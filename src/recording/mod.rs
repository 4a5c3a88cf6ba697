//! Audio capture for live recording.

pub mod audio;

pub use audio::{save_wav, AudioRecorder};
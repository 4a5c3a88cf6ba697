//! Container-to-pixel geometry.

/// Size of the container hosting the drawing surface, in logical units.
#[derive(Debug, Clone, Copy, PartialEq, Default)]
pub struct ContainerSize {
    pub width: f32,
    pub height: f32,
}

impl ContainerSize {
    pub fn new(width: f32, height: f32) -> Self {
        Self { width, height }
    }
}

/// Backing resolution of the drawing surface.
///
/// The height is always even so a bar mirrored around the horizontal axis
/// never straddles half a pixel.
#[derive(Debug, Clone, Copy, PartialEq, Default)]
pub struct Geometry {
    pub pixel_width: u32,
    pub pixel_height: u32,
    pub device_pixel_ratio: f32,
}

impl Geometry {
    pub fn from_container(container: ContainerSize, device_pixel_ratio: f32) -> Self {
        let dpr = if device_pixel_ratio.is_finite() && device_pixel_ratio > 0.0 {
            device_pixel_ratio
        } else {
            1.0
        };
        Self {
            pixel_width: round_pixels(container.width * dpr),
            pixel_height: round_pixels(container.height * dpr / 2.0) * 2,
            device_pixel_ratio: dpr,
        }
    }

    /// False for a collapsed container; drawing then degrades to a no-op.
    pub fn is_drawable(&self) -> bool {
        self.pixel_width > 0 && self.pixel_height > 0
    }
}

fn round_pixels(value: f32) -> u32 {
    if value.is_finite() && value > 0.0 {
        value.round() as u32
    } else {
        0
    }
}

* Problem statement: Each line above should be output exactly as written.

* Response area:
filename src/recording/mod.rs
repository 4a5c3a88cf6ba697
//! Audio capture for live recording.

pub mod audio;

pub use audio::{save_wav, AudioRecorder};
repository 4a5c3a88cf6ba697
//! Container-to-pixel geometry.

/// Size of the container hosting the drawing surface, in logical units.
#[derive(Debug, Clone, Copy, PartialEq, Default)]
pub struct ContainerSize {
    pub width: f32,
    pub height: f32,
}

impl ContainerSize {
    pub fn new(width: f32, height: f32) -> Self {
        Self { width, height }
    }
}

/// Backing resolution of the drawing surface.
///
/// The height is always even so a bar mirrored around the horizontal axis
/// never straddles half a pixel.
#[derive(Debug, Clone, Copy, PartialEq, Default)]
pub struct Geometry {
    pub pixel_width: u32,
    pub pixel_height: u32,
    pub device_pixel_ratio: f32,
}

impl Geometry {
    pub fn from_container(container: ContainerSize, device_pixel_ratio: f32) -> Self {
        let dpr = if device_pixel_ratio.is_finite() && device_pixel_ratio > 0.0 {
            device_pixel_ratio
        } else {
            1.0
        };
        Self {
            pixel_width: round_pixels(container.width * dpr),
            pixel_height: round_pixels(container.height * dpr / 2.0) * 2,
            device_pixel_ratio: dpr,
        }
    }

    /// False for a collapsed container; drawing then degrades to a no-op.
    pub fn is_drawable(&self) -> bool {
        self.pixel_width > 0 && self.pixel_height > 0
    }
}

fn round_pixels(value: f32) -> u32 {
    if value.is_finite() && value > 0.0 {
        value.round() as u32
    } else {
        0
    }
}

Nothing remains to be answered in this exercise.